**Exercise details**
Take every line from the records below that includes the word "derive".
══ Data to use
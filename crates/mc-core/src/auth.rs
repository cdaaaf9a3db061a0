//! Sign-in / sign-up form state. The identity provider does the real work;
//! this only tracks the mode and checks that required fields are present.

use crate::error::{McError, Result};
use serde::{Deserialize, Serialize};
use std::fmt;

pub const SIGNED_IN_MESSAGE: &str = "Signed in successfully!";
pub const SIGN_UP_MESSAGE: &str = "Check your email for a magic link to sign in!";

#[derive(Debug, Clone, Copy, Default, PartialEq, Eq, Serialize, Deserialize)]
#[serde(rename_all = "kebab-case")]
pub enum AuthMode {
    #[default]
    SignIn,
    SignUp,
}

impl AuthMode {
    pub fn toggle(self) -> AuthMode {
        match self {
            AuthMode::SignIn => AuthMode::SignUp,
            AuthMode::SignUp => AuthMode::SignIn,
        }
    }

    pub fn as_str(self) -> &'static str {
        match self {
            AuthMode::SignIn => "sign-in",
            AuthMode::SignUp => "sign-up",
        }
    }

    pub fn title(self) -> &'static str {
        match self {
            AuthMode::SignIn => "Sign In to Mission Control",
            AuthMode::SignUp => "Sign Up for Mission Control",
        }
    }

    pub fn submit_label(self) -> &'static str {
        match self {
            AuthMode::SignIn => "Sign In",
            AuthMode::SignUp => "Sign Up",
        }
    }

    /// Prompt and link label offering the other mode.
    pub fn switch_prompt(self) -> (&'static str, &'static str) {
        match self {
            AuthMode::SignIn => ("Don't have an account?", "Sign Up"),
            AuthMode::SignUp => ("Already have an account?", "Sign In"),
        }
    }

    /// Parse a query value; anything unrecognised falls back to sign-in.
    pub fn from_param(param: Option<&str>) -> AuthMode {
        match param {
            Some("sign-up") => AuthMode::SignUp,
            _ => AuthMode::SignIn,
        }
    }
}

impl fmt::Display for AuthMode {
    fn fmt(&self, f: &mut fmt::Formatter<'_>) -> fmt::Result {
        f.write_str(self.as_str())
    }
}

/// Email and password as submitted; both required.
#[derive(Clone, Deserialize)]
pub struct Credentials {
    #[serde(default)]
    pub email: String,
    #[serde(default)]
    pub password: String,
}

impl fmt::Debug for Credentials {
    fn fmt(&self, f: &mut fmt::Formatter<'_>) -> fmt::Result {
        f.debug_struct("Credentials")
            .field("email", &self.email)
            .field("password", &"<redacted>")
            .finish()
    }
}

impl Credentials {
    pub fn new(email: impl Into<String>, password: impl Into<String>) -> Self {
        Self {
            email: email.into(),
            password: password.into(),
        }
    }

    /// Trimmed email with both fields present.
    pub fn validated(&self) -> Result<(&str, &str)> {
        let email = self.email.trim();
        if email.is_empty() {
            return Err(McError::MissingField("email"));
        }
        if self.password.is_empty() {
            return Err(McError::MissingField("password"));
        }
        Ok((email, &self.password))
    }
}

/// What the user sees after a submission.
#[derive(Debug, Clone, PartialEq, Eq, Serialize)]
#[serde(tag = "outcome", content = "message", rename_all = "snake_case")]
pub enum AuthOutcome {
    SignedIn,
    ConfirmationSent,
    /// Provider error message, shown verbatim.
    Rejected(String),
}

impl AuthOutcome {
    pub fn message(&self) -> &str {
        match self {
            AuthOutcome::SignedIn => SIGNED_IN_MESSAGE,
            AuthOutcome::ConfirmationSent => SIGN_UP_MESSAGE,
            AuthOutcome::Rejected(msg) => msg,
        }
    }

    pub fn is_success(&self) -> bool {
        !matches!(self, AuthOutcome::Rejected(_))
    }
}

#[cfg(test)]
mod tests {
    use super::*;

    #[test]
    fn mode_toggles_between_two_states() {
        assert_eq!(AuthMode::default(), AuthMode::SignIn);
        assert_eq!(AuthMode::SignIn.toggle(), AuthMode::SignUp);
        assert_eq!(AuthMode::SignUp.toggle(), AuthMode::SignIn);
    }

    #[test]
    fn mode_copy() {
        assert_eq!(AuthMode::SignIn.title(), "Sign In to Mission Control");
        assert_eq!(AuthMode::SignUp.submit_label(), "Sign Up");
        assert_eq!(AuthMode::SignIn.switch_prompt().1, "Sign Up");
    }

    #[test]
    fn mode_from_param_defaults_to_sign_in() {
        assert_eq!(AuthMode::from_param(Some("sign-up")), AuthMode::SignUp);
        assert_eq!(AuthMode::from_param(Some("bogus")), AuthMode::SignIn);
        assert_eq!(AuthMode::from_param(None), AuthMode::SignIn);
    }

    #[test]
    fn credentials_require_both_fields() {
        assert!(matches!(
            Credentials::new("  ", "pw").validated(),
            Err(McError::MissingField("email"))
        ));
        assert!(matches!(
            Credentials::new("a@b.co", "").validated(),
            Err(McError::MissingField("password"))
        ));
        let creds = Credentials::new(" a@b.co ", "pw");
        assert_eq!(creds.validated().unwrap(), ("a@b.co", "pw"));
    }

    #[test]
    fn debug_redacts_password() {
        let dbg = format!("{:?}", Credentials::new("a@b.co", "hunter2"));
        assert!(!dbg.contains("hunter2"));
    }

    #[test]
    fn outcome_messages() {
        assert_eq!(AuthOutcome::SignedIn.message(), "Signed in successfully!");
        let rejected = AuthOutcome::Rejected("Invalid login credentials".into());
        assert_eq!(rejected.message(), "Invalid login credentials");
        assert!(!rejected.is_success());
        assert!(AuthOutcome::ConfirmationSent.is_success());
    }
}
════
**Exercise answer**
#[derive(Debug, Clone, Copy, Default, PartialEq, Eq, Serialize, Deserialize)]
#[derive(Clone, Deserialize)]
#[derive(Debug, Clone, PartialEq, Eq, Serialize)]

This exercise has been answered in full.